The road downhill for Charlie Flaherty started with a Globe Spotlight story of him and his boys on a tropical beach during a legislative conference, pictures and everything. Look at the campaign finance report of any of the high spending legislators like DeLeo, Rosenberg and Murray in the past few years to see how well they dine and travel on lobbyist dollars.
Want more? Ask. Am I cynical enough for you?
judy-meredith says
Classy reality based commentary! Except for the exaggerated influence of money. Hubris compounded by minor character flaws and careless id behavior trumps money every time.
Mark L. Bail says
You can’t exactly look this stuff in a book.

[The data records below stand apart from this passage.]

use std::iter::Peekable;
use std::str::CharIndices;

use tracing::{debug, trace};

use crate::error::LexError;
use crate::token::{Token, TokenKind, TokenSequence};

/// Whitespace-only or empty input yields a sequence holding just `Eof`.
pub fn tokenize(source: &str) -> Result<TokenSequence, LexError> {
    let mut lexer = Lexer::new(source);
    let mut tokens = Vec::new();

    loop {
        let token = lexer.next_token().inspect_err(|err| {
            debug!(error = %err, offset = err.offset(), "tokenize failed");
        })?;
        trace!(kind = ?token.kind, lexeme = %token.lexeme, offset = token.offset, "token");
        let done = token.kind == TokenKind::Eof;
        tokens.push(token);
        if done {
            break;
        }
    }

    debug!(count = tokens.len(), bytes = source.len(), "tokenized source");
    Ok(TokenSequence::from_lexer(tokens))
}

pub struct Lexer<'src> {
    source: &'src str,
    chars: Peekable<CharIndices<'src>>,
}

impl<'src> Lexer<'src> {
    pub fn new(source: &'src str) -> Self {
        Lexer {
            source,
            chars: source.char_indices().peekable(),
        }
    }

    /// Scans the next token. Once input is exhausted every call returns `Eof`.
    pub fn next_token(&mut self) -> Result<Token, LexError> {
        self.skip_whitespace();

        let Some(&(start, ch)) = self.chars.peek() else {
            return Ok(Token::eof(self.source.len()));
        };

        match ch {
            c if c.is_alphabetic() || c == '_' => Ok(self.identifier(start)),
            c if c.is_ascii_digit() => self.number(start),
            '"' => self.string(start),
            c => match TokenKind::punctuation(c) {
                Some(kind) => {
                    self.chars.next();
                    Ok(Token::new(kind, c.to_string(), start))
                }
                None => Err(LexError::InvalidCharacter {
                    ch: c,
                    offset: start,
                }),
            },
        }
    }

    fn skip_whitespace(&mut self) {
        while self
            .chars
            .next_if(|&(_, c)| matches!(c, ' ' | '\t' | '\n' | '\r'))
            .is_some()
        {}
    }

    fn eat_while(&mut self, pred: impl Fn(char) -> bool) -> usize {
        while self.chars.next_if(|&(_, c)| pred(c)).is_some() {}
        self.chars.peek().map_or(self.source.len(), |&(i, _)| i)
    }

    fn identifier(&mut self, start: usize) -> Token {
        let end = self.eat_while(|c| c.is_alphanumeric() || c == '_');
        let text = &self.source[start..end];
        let kind = TokenKind::keyword(text).unwrap_or(TokenKind::Identifier);
        Token::new(kind, text, start)
    }

    fn number(&mut self, start: usize) -> Result<Token, LexError> {
        let end = self.eat_while(|c| c.is_ascii_digit() || c == '.');
        let text = &self.source[start..end];
        let kind = match text.matches('.').count() {
            0 => TokenKind::IntNumber,
            1 => TokenKind::FloatNumber,
            _ => {
                return Err(LexError::MalformedNumber {
                    lexeme: text.to_string(),
                    offset: start,
                });
            }
        };
        Ok(Token::new(kind, text, start))
    }

    fn string(&mut self, start: usize) -> Result<Token, LexError> {
        // opening quote
        self.chars.next();
        let content_start = start + 1;
        let content_end = self.eat_while(|c| c != '"');

        if self.chars.next().is_none() {
            return Err(LexError::UnterminatedString { offset: start });
        }

        Ok(Token::new(
            TokenKind::StringLiteral,
            &self.source[content_start..content_end],
            start,
        ))
    }
}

My state reps are 4th Floor Division chair and Chair of Labor and Workforce? What do they do?
My freshman senator is Chair, Joint Committee on Tourism, Arts and Cultural Development and Vice Chair, Joint Committee on Financial Services.
Any info would be interesting and appreciated.
Christopher says
I believe Division Chairs are part of the whip operation. Divisions are by seating assignment in the House chamber which is physically divided into four sections.
The committees review and mark up legislation in the areas suggested by their names. Chairs do pretty much what you would think someone with that title would do, though for joint committees the duties are shared with their counterparts from the other chamber. Here is the committee page of the General Court website. You can click through various links for specifics.
Mark L. Bail says
Good stuff.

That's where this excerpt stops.